Béla Lugosi Signature on Autograph Album Page - 1944
Bold Pencil Signature with sentiment on autograph album page. Autograph comes from the collection of another actor of the same period.
Béla Lugosi (1882-1956) was a Hungarian-American actor of stage and screen, well known for playing Count Dracula in the Broadway play and subsequent film version. In the last years of his career he featured in several of Ed Wood’s low budget films.
Lugosi was approached in the summer of 1927 to star in a Broadway production of Dracula adapted by Hamilton Deane and John L. Balderston from Bram Stoker’s novel. The Horace Liveright production was successful, running 261 performances before touring. He was soon called to Hollywood for character parts in early talkies.

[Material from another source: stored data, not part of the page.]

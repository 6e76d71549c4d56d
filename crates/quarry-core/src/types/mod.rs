//! Core types for quarry.

mod container;
mod content;
mod result;
mod visitable;

pub use container::*;
pub use content::*;
pub use result::*;
pub use visitable::*;
//! PDF loading and text-derived representations using pdf-extract.

use std::panic;
use std::path::Path;
use std::sync::Arc;

use quarry_core::types::{Element, HtmlContainer, PdfContainer, SvgContainer};
use quarry_core::{ErrorCode, PdfConverter, QuarryError, QuarryResult, VisitableKind};

use crate::error::{ExtractError, ExtractResult};
use crate::{LoadedContainer, Loader};

const PDF_MAGIC: &[u8] = b"%PDF";

/// Converter that derives an HTML page from a PDF's extracted text.
///
/// Pages are split on form feeds and paragraphs on blank lines. No SVG
/// representation is produced.
#[derive(Debug, Clone, Default)]
pub struct TextPdfConverter;

impl TextPdfConverter {
    pub fn new() -> Self {
        Self
    }

    fn extract_text(pdf: &[u8]) -> QuarryResult<String> {
        // pdf-extract panics on some malformed files.
        let extracted = panic::catch_unwind(|| pdf_extract::extract_text_from_mem(pdf))
            .map_err(|_| QuarryError::parse("pdf-extract panicked", ErrorCode::ParsePdf))?;
        extracted.map_err(|e| QuarryError::parse(e.to_string(), ErrorCode::ParsePdf))
    }
}

/// Build `<html><body><div class="page" id="page-N"><p>..</p></div></body></html>`
/// from extracted text.
pub fn text_to_html(text: &str) -> Element {
    let mut body = Element::new("body");
    for (index, page) in text.split('\x0c').enumerate() {
        let mut div = Element::new("div")
            .with_attribute("class", "page")
            .with_attribute("id", format!("page-{}", index + 1));

        let mut paragraph: Vec<&str> = Vec::new();
        for line in page.lines().map(str::trim).chain(std::iter::once("")) {
            if line.is_empty() {
                if !paragraph.is_empty() {
                    div = div.with_child(Element::new("p").with_text(paragraph.join(" ")));
                    paragraph.clear();
                }
            } else {
                paragraph.push(line);
            }
        }

        if !div.children.is_empty() {
            body = body.with_child(div);
        }
    }
    Element::new("html").with_child(body)
}

impl PdfConverter for TextPdfConverter {
    fn to_html(&self, source: Option<&Path>, pdf: &[u8]) -> QuarryResult<Option<HtmlContainer>> {
        let text = Self::extract_text(pdf)?;
        if text.trim().is_empty() {
            tracing::debug!("{:?} has no extractable text", source);
            return Ok(None);
        }
        Ok(Some(HtmlContainer::new(
            source.map(Path::to_path_buf),
            text_to_html(&text),
        )))
    }

    fn to_svg(
        &self,
        _source: Option<&Path>,
        _pdf: &[u8],
    ) -> QuarryResult<Option<Vec<SvgContainer>>> {
        Ok(None)
    }

    fn name(&self) -> &str {
        "pdf-extract"
    }
}

/// PDF loader. Conversion is deferred until the container is searched.
#[derive(Clone)]
pub struct PdfLoader {
    converter: Arc<dyn PdfConverter>,
}

impl PdfLoader {
    /// Create a loader using [`TextPdfConverter`].
    pub fn new() -> Self {
        Self::with_converter(Arc::new(TextPdfConverter::new()))
    }

    /// Create a loader using a custom converter.
    pub fn with_converter(converter: Arc<dyn PdfConverter>) -> Self {
        Self { converter }
    }
}

impl std::fmt::Debug for PdfLoader {
    fn fmt(&self, f: &mut std::fmt::Formatter<'_>) -> std::fmt::Result {
        f.debug_struct("PdfLoader")
            .field("converter", &self.converter.name())
            .finish()
    }
}

impl Default for PdfLoader {
    fn default() -> Self {
        Self::new()
    }
}

impl Loader for PdfLoader {
    fn kind(&self) -> VisitableKind {
        VisitableKind::Pdf
    }

    fn extensions(&self) -> &[&str] {
        &["pdf"]
    }

    fn load(&self, content: &[u8], source: &Path) -> ExtractResult<LoadedContainer> {
        if !content.starts_with(PDF_MAGIC) {
            return Err(ExtractError::Pdf(format!("{} has no PDF header", source.display())));
        }
        Ok(LoadedContainer::Pdf(PdfContainer::new(
            Some(source.to_path_buf()),
            content.to_vec(),
            Arc::clone(&self.converter),
        )))
    }

    fn name(&self) -> &str {
        "pdf"
    }
}
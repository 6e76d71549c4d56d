//! Core traits for quarry collaborators.

mod converter;
mod searcher;

pub use converter::*;
pub use searcher::*;
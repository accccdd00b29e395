use std::process::Command;

#[test]
fn cli_compiles_without_warnings() {
    let status = Command::new(env!("CARGO"))
        .current_dir(env!("CARGO_MANIFEST_DIR"))
        .args(["check", "--quiet", "--bin", "motion-maze"])
        .status()
        .expect("failed to invoke cargo check for motion-maze CLI binary");

    assert!(status.success(), "cargo check --bin motion-maze should succeed");
}

#[test]
fn help_lists_the_runtime_flags() {
    let output = Command::new(env!("CARGO_BIN_EXE_motion-maze"))
        .arg("--help")
        .output()
        .expect("failed to run motion-maze --help");

    assert!(output.status.success());
    let help = String::from_utf8_lossy(&output.stdout);
    for flag in ["--seed", "--tick-ms", "--no-sensor", "--headless", "--json-status"] {
        assert!(help.contains(flag), "help is missing {flag}");
    }
}

#[test]
fn headless_session_exits_on_quit() {
    use std::io::Write;
    use std::process::Stdio;

    let mut child = Command::new(env!("CARGO_BIN_EXE_motion-maze"))
        .args(["--headless", "--no-sensor", "--seed", "7", "--log-level", "warn"])
        .current_dir(env!("CARGO_TARGET_TMPDIR"))
        .stdin(Stdio::piped())
        .stdout(Stdio::piped())
        .stderr(Stdio::piped())
        .spawn()
        .expect("failed to start motion-maze");

    child
        .stdin
        .take()
        .expect("stdin")
        .write_all(b"d\nb\nm\nq\n")
        .expect("write input");
    let output = child.wait_with_output().expect("wait for motion-maze");

    assert!(output.status.success(), "{}", String::from_utf8_lossy(&output.stderr));
    assert!(output.stdout.is_empty());
}
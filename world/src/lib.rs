#![deny(
    unsafe_code,
    missing_docs,
    dead_code,
    unused_results,
    non_snake_case,
    unreachable_pub
)]

//! Authoritative world state management for Motion Maze.
//!
//! The world owns the maze, the player, the simulation clock and the active
//! game state. It is mutated exclusively through [`apply`] and observed through
//! the [`query`] module.

mod entities;
mod generation;
mod grid;
mod maze;
mod player;
mod rules;
mod state;

use std::time::Duration;

use motion_maze_core::{Command, Event, GameStateKind, MazeDimensions, WELCOME_BANNER};
use rand::SeedableRng;
use rand_chacha::ChaCha8Rng;

pub use entities::{DelegatedEffect, Obstacle, ObstacleOutcome, PowerUp};
pub use grid::{Cell, Grid};
pub use maze::{Maze, MazeError};
pub use player::{DamageOutcome, EffectOutcome, Player, MAX_HEALTH};

use state::GameState;

const DEFAULT_BASE_DIMENSIONS: MazeDimensions = MazeDimensions::new(10, 10);

/// Durations granted to timed status effects.
#[derive(Clone, Copy, Debug, PartialEq, Eq)]
pub struct EffectDurations {
    /// Lifetime of the hastened status.
    pub haste: Duration,
    /// Lifetime of the shielded status.
    pub shield: Duration,
    /// Lifetime of the slowed status.
    pub slow: Duration,
}

impl Default for EffectDurations {
    fn default() -> Self {
        Self {
            haste: Duration::from_secs(5),
            shield: Duration::from_secs(5),
            slow: Duration::from_secs(3),
        }
    }
}

/// Construction parameters for a [`World`].
#[derive(Clone, Copy, Debug, PartialEq, Eq)]
pub struct WorldConfig {
    rng_seed: u64,
    base_dimensions: MazeDimensions,
    respect_walls: bool,
    durations: EffectDurations,
}

impl WorldConfig {
    /// Creates a configuration with default rules seeded by `rng_seed`.
    #[must_use]
    pub fn new(rng_seed: u64) -> Self {
        Self {
            rng_seed,
            base_dimensions: DEFAULT_BASE_DIMENSIONS,
            respect_walls: false,
            durations: EffectDurations::default(),
        }
    }

    /// Overrides the level-one maze dimensions.
    #[must_use]
    pub const fn with_base_dimensions(mut self, dimensions: MazeDimensions) -> Self {
        self.base_dimensions = dimensions;
        self
    }

    /// Makes maze walls block movement.
    #[must_use]
    pub const fn with_respect_walls(mut self, respect_walls: bool) -> Self {
        self.respect_walls = respect_walls;
        self
    }

    /// Overrides the status effect durations.
    #[must_use]
    pub const fn with_durations(mut self, durations: EffectDurations) -> Self {
        self.durations = durations;
        self
    }

    /// Seed of the world's random source.
    #[must_use]
    pub const fn rng_seed(&self) -> u64 {
        self.rng_seed
    }

    /// Level-one maze dimensions; later levels grow from here.
    #[must_use]
    pub const fn base_dimensions(&self) -> MazeDimensions {
        self.base_dimensions
    }

    /// Whether maze walls block movement.
    #[must_use]
    pub const fn respect_walls(&self) -> bool {
        self.respect_walls
    }

    /// Status effect durations.
    #[must_use]
    pub const fn durations(&self) -> EffectDurations {
        self.durations
    }
}

/// Represents the authoritative Motion Maze world state.
#[derive(Debug)]
pub struct World {
    banner: &'static str,
    config: WorldConfig,
    state: GameState,
    maze: Maze,
    player: Player,
    clock: Duration,
    rng: ChaCha8Rng,
}

impl World {
    /// Creates a playing world on a freshly generated level-one maze.
    pub fn new(config: WorldConfig) -> Result<Self, MazeError> {
        let mut rng = ChaCha8Rng::seed_from_u64(config.rng_seed);
        let maze = Maze::generate(config.base_dimensions, 1, &mut rng)?;
        let player = Player::new(maze.start());
        Ok(Self {
            banner: WELCOME_BANNER,
            config,
            state: GameState::entering(GameStateKind::Playing),
            maze,
            player,
            clock: Duration::ZERO,
            rng,
        })
    }

    fn enter(&mut self, kind: GameStateKind, out_events: &mut Vec<Event>) {
        self.state = GameState::entering(kind);
        out_events.push(Event::StateEntered { state: kind });
        self.state.on_enter(self, out_events);
    }
}

/// Applies the provided command to the world, mutating state deterministically.
pub fn apply(world: &mut World, command: Command, out_events: &mut Vec<Event>) {
    let state = world.state;
    let next = match command {
        Command::StartNewGame => {
            world.restart(out_events);
            Some(GameStateKind::Playing)
        }
        Command::Move { direction } => state.on_move(world, direction, out_events),
        Command::PressButton => state.on_button(world, out_events),
        Command::TriggerMotion => state.on_motion(world, out_events),
        Command::Pause => state.on_pause(),
        Command::Teleport { cell } => state.on_teleport(world, cell, out_events),
        Command::Tick { dt } => {
            world.clock = world.clock.saturating_add(dt);
            out_events.push(Event::TimeAdvanced { dt });
            state.on_tick(world, out_events)
        }
        Command::SpawnPowerUp { cell, kind } => {
            world.spawn_power_up(PowerUp::new(cell, kind), out_events);
            None
        }
        Command::SpawnObstacle { cell, kind } => {
            world.spawn_obstacle(Obstacle::new(cell, kind), out_events);
            None
        }
        Command::ClearStatus { effect } => {
            if world.player.clear(effect) {
                out_events.push(Event::StatusCleared { effect });
            }
            None
        }
    };

    if let Some(kind) = next {
        world.enter(kind, out_events);
    }
}

/// Query functions that provide read-only access to the world state.
pub mod query {
    use std::time::Duration;

    use motion_maze_core::{CellCoord, GameSnapshot, GameStateKind};

    use super::{Maze, Player, World, WorldConfig};

    /// Retrieves the welcome banner that adapters may display to players.
    #[must_use]
    pub fn welcome_banner(world: &World) -> &'static str {
        world.banner
    }

    /// Tag of the active game state.
    #[must_use]
    pub fn game_state(world: &World) -> GameStateKind {
        world.state.kind()
    }

    /// Current level.
    #[must_use]
    pub fn level(world: &World) -> u32 {
        world.maze.level()
    }

    /// Simulation clock.
    #[must_use]
    pub fn clock(world: &World) -> Duration {
        world.clock
    }

    /// Whether a motion trigger was seen since the last tick.
    #[must_use]
    pub fn motion_detected(world: &World) -> bool {
        world.state.motion_detected()
    }

    /// Provides read-only access to the player.
    #[must_use]
    pub fn player(world: &World) -> &Player {
        &world.player
    }

    /// Provides read-only access to the live maze.
    #[must_use]
    pub fn maze(world: &World) -> &Maze {
        &world.maze
    }

    /// Configuration the world was built with.
    #[must_use]
    pub fn config(world: &World) -> &WorldConfig {
        &world.config
    }

    /// Reports whether a live power-up or obstacle occupies `cell`.
    #[must_use]
    pub fn is_occupied(world: &World, cell: CellCoord) -> bool {
        world.maze.is_occupied(cell)
    }

    /// Captures a complete read-only snapshot of the game.
    #[must_use]
    pub fn snapshot(world: &World) -> GameSnapshot {
        GameSnapshot {
            state: world.state.kind(),
            level: world.maze.level(),
            clock: world.clock,
            motion_detected: world.state.motion_detected(),
            maze: world.maze.snapshot(),
            player: world.player.snapshot(),
        }
    }
}

#[cfg(test)]
mod tests {
    use motion_maze_core::{CellCoord, PowerUpKind};

    use super::*;

    #[test]
    fn new_world_starts_playing_on_base_maze() {
        let world = World::new(WorldConfig::new(1)).expect("world");
        assert_eq!(query::welcome_banner(&world), WELCOME_BANNER);
        assert_eq!(query::game_state(&world), GameStateKind::Playing);
        assert_eq!(query::level(&world), 1);
        assert_eq!(query::maze(&world).dimensions(), DEFAULT_BASE_DIMENSIONS);
        assert_eq!(query::player(&world).cell(), CellCoord::new(0, 0));
        assert_eq!(query::player(&world).health(), MAX_HEALTH);
    }

    #[test]
    fn degenerate_base_dimensions_fail_fast() {
        let config = WorldConfig::new(1).with_base_dimensions(MazeDimensions::new(0, 3));
        assert!(matches!(
            World::new(config),
            Err(MazeError::DegenerateDimensions { columns: 0, rows: 3 })
        ));
    }

    #[test]
    fn motion_flag_clears_on_tick() {
        let mut world = World::new(WorldConfig::new(2)).expect("world");
        let mut events = Vec::new();

        apply(&mut world, Command::TriggerMotion, &mut events);
        assert!(query::motion_detected(&world));
        assert_eq!(query::player(&world).score(), 5);

        apply(
            &mut world,
            Command::Tick {
                dt: Duration::from_millis(16),
            },
            &mut events,
        );
        assert!(!query::motion_detected(&world));
        assert_eq!(query::clock(&world), Duration::from_millis(16));
    }

    #[test]
    fn spawns_outside_the_maze_are_ignored() {
        let mut world = World::new(WorldConfig::new(3)).expect("world");
        let before = query::maze(&world).power_ups().len();
        let mut events = Vec::new();

        apply(
            &mut world,
            Command::SpawnPowerUp {
                cell: CellCoord::new(10, 0),
                kind: PowerUpKind::Key,
            },
            &mut events,
        );

        assert!(events.is_empty());
        assert_eq!(query::maze(&world).power_ups().len(), before);
    }

    #[test]
    fn snapshot_reflects_world() {
        let world = World::new(WorldConfig::new(4)).expect("world");
        let snapshot = query::snapshot(&world);
        assert_eq!(snapshot.state, GameStateKind::Playing);
        assert_eq!(snapshot.player, query::player(&world).snapshot());
        assert_eq!(snapshot.maze, query::maze(&world).snapshot());
        assert_eq!(snapshot.player.cell, snapshot.maze.start);
    }
}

Despite his critically acclaimed performance on stage, Lugosi was not Universal Pictures’ first choice for the role of Dracula when the company optioned the rights to the Deane play and began production in 1930. A persistent rumor asserts that director Tod Browning’s long-time collaborator Lon Chaney was Universal’s first choice for the role, and that Lugosi was chosen only due to Chaney’s death shortly before production. This is questionable, because Chaney had been under long-term contract to Metro-Goldwyn-Mayer since 1925, and had negotiated a lucrative new contract just before his death. Following the success of Dracula, Lugosi received a studio contract with Universal.
Abbott and Costello Meet Frankenstein was Bela Lugosi’s last “A” movie. For the remainder of his life he appeared-less and less frequently-in relatively obscure, low-budget features. Late in his life, Bela Lugosi again received star billing in movies when filmmaker Edward D. Wood, Jr., a fan of Lugosi, found him living in obscurity and near-poverty and offered him roles in his films, such as Glen or Glenda and as a Dr. Frankenstein-like mad scientist in Bride of the Monster. During post-production of the latter, Lugosi decided to seek treatment for his addiction, and the premiere of the film was said to be intended to help pay for his hospital expenses. According to Kitty Kelley’s biography of Frank Sinatra, when the entertainer heard of Lugosi’s problems, he helped with expenses and visited at the hospital. Lugosi would recall his amazement, since he didn’t even know Sinatra.